"Recovery is a process, a way of life, an attitude, and a way of approaching the day’s challenges. It is not perfectly linear process. At times our course is erratic and we falter, slide back, regroup, and start again…move beyond the limits of the disability, the aspiration is to live, work, and love in a community in which one makes a significant contribution"

Patricia Deegan

Recovery and Recovery Oriented Services Tools for Delivering Recovery Oriented Services

National Consensus Statement on Mental Health Recovery

Over 110 expert panelists participated in the development of this consensus, including mental health consumers, family members, providers, advocates, researchers, academicians, managed care representatives, accreditation organization representatives, State and local public officials, and others. A series of technical papers and reports were commissioned that examined topics such as recovery across the lifespan, definitions of recovery, recovery in cultural contexts, the intersection of mental health and addictions recovery, and the application of recovery at individual, family, community, provider, organizational, and systems levels. They developed this statement about the required components of recovery oriented services.

http://mentalhealth.samhsa.gov/publications/allpubs/sma05-4129/

Pennsylvania’s Plan for Implementing Recovery Oriented Services

The Call for Change document establishes a firm foundation for the Pennsylvania transformation to a recovery-oriented mental health system. It offers an understanding of how we’ve arrived at this time of recovery transformation, provides a concise definition of recovery, and further consideration of what a recovery-oriented system is and is not. Indicators are provided to serve as critical reference points for services, agencies and county mental health programs looking for more specific strategies for transforming to more recovery-oriented services. A Call for Change highlights the challenges we have yet to address and the need for us to engage in open, honest discussion and debate about these issues.

http://www.dpw.state.pa.us/Resources/Documents/Pdf/Publications/ACallForChange.pdf

 

Recovery Oriented Services Indicators Measure (ROSI)
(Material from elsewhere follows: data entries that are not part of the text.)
//! Batch EXIF/XMP metadata embedding, shared by every per-source processor (4.I).

use std::cell::RefCell;
use std::path::{Path, PathBuf};

use exiftool::ExifTool;
use log::{error, info};
use serde::Serialize;

use crate::error::{AppError, AppResult};

thread_local! {
    static EXIFTOOL: RefCell<Option<ExifTool>> = const { RefCell::new(None) };
}

/// One file's worth of tags to write, keyed by exiftool tag name.
#[derive(Debug, Clone, Serialize)]
pub struct TagWrite {
    #[serde(rename = "SourceFile")]
    pub source_file: PathBuf,
    #[serde(flatten)]
    pub tags: serde_json::Value,
}

/// The outcome of one file's tag write within a batch.
#[derive(Debug, Clone)]
pub struct WriteOutcome {
    pub path: PathBuf,
    pub succeeded: bool,
    pub error: Option<String>,
}

/// Writes all `writes` in as few batched exiftool invocations as possible,
/// chunked at 500 files per the subprocess-timeout budget. Per-file failures
/// are reported individually rather than aborting the batch.
pub fn write_tags_batch(writes: &[TagWrite]) -> AppResult<Vec<WriteOutcome>> {
    let mut outcomes = Vec::with_capacity(writes.len());
    for chunk in writes.chunks(500) {
        outcomes.extend(write_chunk(chunk)?);
    }
    Ok(outcomes)
}

fn write_chunk(chunk: &[TagWrite]) -> AppResult<Vec<WriteOutcome>> {
    let json_payload = serde_json::to_string(chunk)?;

    let result = EXIFTOOL.with(|cell| -> AppResult<String> {
        let mut slot = cell.borrow_mut();
        if slot.is_none() {
            *slot = Some(ExifTool::new().map_err(|e| AppError::Generic(format!("failed to start exiftool: {e}")))?);
        }
        let tool = slot.as_mut().expect("just initialized");
        tool.execute(&["-json", "-overwrite_original", "-@-", &json_payload])
            .map_err(|e| AppError::Subprocess { tool: "exiftool".into(), status: None, stderr: e.to_string() })
    });

    match result {
        Ok(_) => Ok(chunk
            .iter()
            .map(|w| WriteOutcome { path: w.source_file.clone(), succeeded: true, error: None })
            .collect()),
        Err(e) => {
            error!("batch exiftool write failed, falling back to per-file: {e}");
            Ok(write_individually(chunk))
        }
    }
}

/// Fallback path when a batch write fails wholesale: retries each file on
/// its own so one bad tag value doesn't sink the whole chunk.
fn write_individually(chunk: &[TagWrite]) -> Vec<WriteOutcome> {
    chunk
        .iter()
        .map(|write| {
            let single = serde_json::to_string(&[write]);
            let outcome = EXIFTOOL.with(|cell| -> Result<(), String> {
                let mut slot = cell.borrow_mut();
                let tool = slot.as_mut().ok_or("exiftool not initialized")?;
                let payload = single.as_ref().map_err(|e| e.to_string())?;
                tool.execute(&["-json", "-overwrite_original", "-@-", payload]).map_err(|e| e.to_string())?;
                Ok(())
            });
            match outcome {
                Ok(()) => WriteOutcome { path: write.source_file.clone(), succeeded: true, error: None },
                Err(e) => {
                    info!("failed to write tags to {}: {e}", write.source_file.display());
                    WriteOutcome { path: write.source_file.clone(), succeeded: false, error: Some(e) }
                }
            }
        })
        .collect()
}

/// Sets the filesystem modification (and access) time on `path` to `epoch_seconds`.
pub fn set_file_time(path: &Path, epoch_seconds: i64) -> AppResult<()> {
    let time = filetime::FileTime::from_unix_time(epoch_seconds, 0);
    filetime::set_file_times(path, time, time)?;
    Ok(())
}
The Recovery Oriented System Indicators (ROSI) Measure is the product of the Mental Health Recovery: What Helps and What Hinders? A National Research Project for the Development of Recovery Facilitating System Performance Indicators effort. This research project evolved from collaborative efforts among a team of consumer and non-consumer researchers, state mental health authorities (SMHAs), and a consortium of sponsors working to operationalize a set of mental health system performance indicators for mental health recovery.

http://www.power2u.org/downloads/ROSI-Recovery%20Oriented%20Systems%20Indicators.pdf

ROSI Technical Assistance Teleconferences

January 6, 2009 is the first in a series of Technical Assistance Teleconferences for the ROSI Administrative Indicators. The teleconferences will continue weekly through March 31st on Tuesday mornings at 10:00 a.m.; the sessions will be approximately 1-2 hours in length. Each teleconference will be structured to provide an open forum for questions as well as a focus on one ROSI indicator. Each indicator is scheduled twice to allow for maximum participation.

http://www.parecovery.org/documents/ROSI_Teleconference_Schedule_2009.pdf

Self Directed Care

The Bazelon Center and the UPENN Collaborative on Community Integration have produced a guide to help consumers and other advocates obtain policies that give consumers a primary role in their recovery planning and greater control over how resources are spent to meet their needs. Titled In the Driver’s Seat, the 40-page document includes advocacy strategies and examples of existing programs’ approaches to self-directed care. Fact sheets summarize important aspects such as financing.